それが、4クラス。そんなにクラス数が少ないならもうちょっと増やせばいいのにと思うが、どうやら教室が足りないらしい。
もともとあまり人気がなかった街に、突然子育て環境がいいと話題になり人口が急増したのだから、それは当然なのかもしれないが。
小学校には手は回っているものの、中学校は私立受験する子供もいるだろうと考えているのか再開発が進められていない。無論、のびのびとした環境で育てたいなどとという考えを持つ親が、戦争のような私立受験を子供に進めるわけもない。今現在、そのような状況なのだ。
40人が細い廊下を一気に移動するのだ。それはまあ大渋滞。私は最後尾に少しずつ移動しながら、ゆっくりと理科室へ向かった。
最後尾とは有意義な場所である。クラスメイトの顔を見なくていい。
まあクラスメイトの名前や顔は八割以上把握していないが、嫌でも見えてしまう顔というものもあるのだ。
しかしそれと同時に少し見放された気分になる場所でもある。
「....あっ」
その時、ボーッとしていたツケが回ったのかうっかり手からペンケースを落としてしまった。

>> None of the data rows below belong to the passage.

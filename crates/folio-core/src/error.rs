use crate::{
    config::ConfigError,
    db::{
        cancel::Cancelled,
        lifecycle::{AfterHookError, HookAbort},
        page::PageError,
        populate::PopulateError,
        predicate::FilterError,
        query::QueryError,
    },
    model::SchemaError,
};
use std::fmt;
use thiserror::Error as ThisError;

///
/// Error
///
/// Public error surface of the engine. Each variant keeps its specific
/// module error so transport layers can map `kind()` to a status.
///

#[derive(Debug, ThisError)]
pub enum Error {
    #[error(transparent)]
    Schema(#[from] SchemaError),

    #[error(transparent)]
    Filter(#[from] FilterError),

    #[error(transparent)]
    Populate(#[from] PopulateError),

    #[error(transparent)]
    Page(#[from] PageError),

    #[error(transparent)]
    Query(#[from] QueryError),

    #[error(transparent)]
    HookAbort(#[from] HookAbort),

    #[error(transparent)]
    AfterHook(#[from] AfterHookError),

    #[error(transparent)]
    Cancelled(#[from] Cancelled),

    #[error(transparent)]
    Adapter(#[from] AdapterError),

    #[error(transparent)]
    Config(#[from] ConfigError),
}

impl Error {
    /// Classify this error into the stable taxonomy.
    #[must_use]
    pub const fn kind(&self) -> ErrorKind {
        match self {
            Self::Schema(_) => ErrorKind::Schema,
            Self::Filter(err) => err.kind(),
            Self::Populate(err) => err.kind(),
            Self::Page(_) => ErrorKind::Range,
            Self::Query(err) => err.kind(),
            Self::HookAbort(_) => ErrorKind::HookAbort,
            Self::AfterHook(_) => ErrorKind::AfterHook,
            Self::Cancelled(_) => ErrorKind::Cancelled,
            Self::Adapter(_) => ErrorKind::Adapter,
            Self::Config(_) => ErrorKind::Config,
        }
    }

    #[must_use]
    pub fn display_with_kind(&self) -> String {
        format!("{}: {self}", self.kind())
    }
}

///
/// ErrorKind
///
/// Stable error taxonomy.
///

#[derive(Clone, Copy, Debug, Eq, Hash, PartialEq)]
pub enum ErrorKind {
    /// Unknown type, field, or attribute.
    Schema,
    /// Operator or operand not valid for the attribute kind.
    Operator,
    /// Populate key is not a relation or names an unknown variant.
    UnknownAttribute,
    /// Pagination bounds out of range.
    Range,
    /// A before-hook rejected the mutation.
    HookAbort,
    /// One or more after-hooks failed after the write committed.
    AfterHook,
    /// The caller withdrew the request or its deadline passed.
    Cancelled,
    /// Opaque storage adapter failure.
    Adapter,
    /// Invalid engine configuration.
    Config,
}

impl ErrorKind {
    /// True when the caller can fix the request; false for system faults.
    #[must_use]
    pub const fn is_caller_error(self) -> bool {
        matches!(
            self,
            Self::Schema | Self::Operator | Self::UnknownAttribute | Self::Range | Self::HookAbort
        )
    }
}

impl fmt::Display for ErrorKind {
    fn fmt(&self, f: &mut fmt::Formatter<'_>) -> fmt::Result {
        let label = match self {
            Self::Schema => "schema",
            Self::Operator => "operator",
            Self::UnknownAttribute => "unknown_attribute",
            Self::Range => "range",
            Self::HookAbort => "hook_abort",
            Self::AfterHook => "after_hook",
            Self::Cancelled => "cancelled",
            Self::Adapter => "adapter",
            Self::Config => "config",
        };
        write!(f, "{label}")
    }
}

///
/// AdapterError
///
/// Opaque failure raised by a storage adapter. Propagated unchanged.
///

#[derive(Debug, ThisError)]
#[error("storage adapter failure: {message}")]
pub struct AdapterError {
    message: String,
    #[source]
    source: Option<Box<dyn std::error::Error + Send + Sync>>,
}

impl AdapterError {
    #[must_use]
    pub fn new(message: impl Into<String>) -> Self {
        Self {
            message: message.into(),
            source: None,
        }
    }

    #[must_use]
    pub fn with_source(
        message: impl Into<String>,
        source: impl std::error::Error + Send + Sync + 'static,
    ) -> Self {
        Self {
            message: message.into(),
            source: Some(Box::new(source)),
        }
    }

    #[must_use]
    pub fn message(&self) -> &str {
        &self.message
    }
}

///
/// TESTS
///

#[cfg(test)]
mod tests {
    use super::*;
    use crate::db::predicate::OperatorError;

    #[test]
    fn kinds_follow_nested_filter_errors() {
        let err = Error::from(FilterError::from(OperatorError::InvalidRange {
            field: "views".to_string(),
        }));
        assert_eq!(err.kind(), ErrorKind::Operator);
        assert!(err.kind().is_caller_error());

        let err = Error::from(FilterError::from(SchemaError::UnknownField {
            doc_type: "article".to_string(),
            field: "nope".to_string(),
        }));
        assert_eq!(err.kind(), ErrorKind::Schema);
    }

    #[test]
    fn adapter_errors_are_system_faults() {
        let err = Error::from(AdapterError::with_source(
            "read failed",
            std::io::Error::other("disk"),
        ));

        assert_eq!(err.kind(), ErrorKind::Adapter);
        assert!(!err.kind().is_caller_error());
        assert!(std::error::Error::source(&err).is_some());
        assert_eq!(
            err.display_with_kind(),
            "adapter: storage adapter failure: read failed"
        );
    }
}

コロコロと大きい音を立てて転がっていくシャーペンや蛍光ペン。最近買い替えたペンケースがキラキラと光って足元にコツンと当たった。
「....」
誰一人、拾うのを手伝ってくれるものはいない。
これが、見放された気分になる要因の一つだ。
(...まあいいけど..)
いつものこと、そう思いながら一人でペンを拾っていた。
とき、だった。
「あちゃ〜結構いっぱい落としてるね」
すこし高いが耳障りの良い、そんな声が聞こえた。
どうせ他のことだろうと顔を下に向けたまま作業を続けると、今度は
「これもあなたのでしょ?」
と、耳元であの声が聞こえてきた。
「え?」
うっかり変な声が出てしまいながらも上へ向くと、そこには金髪青眼、まるでハーフの美女がいた。
前髪をピンで止め、右側にまとめている。
そして頭の後ろでなびくひとつ結びにまとめた髪が、窓から入ってくる心地の良い風に振られ、見惚れるほどに色気を出して揺れていた。
これが、私と福下星羅の出会いである。
かき...すぎ............................た。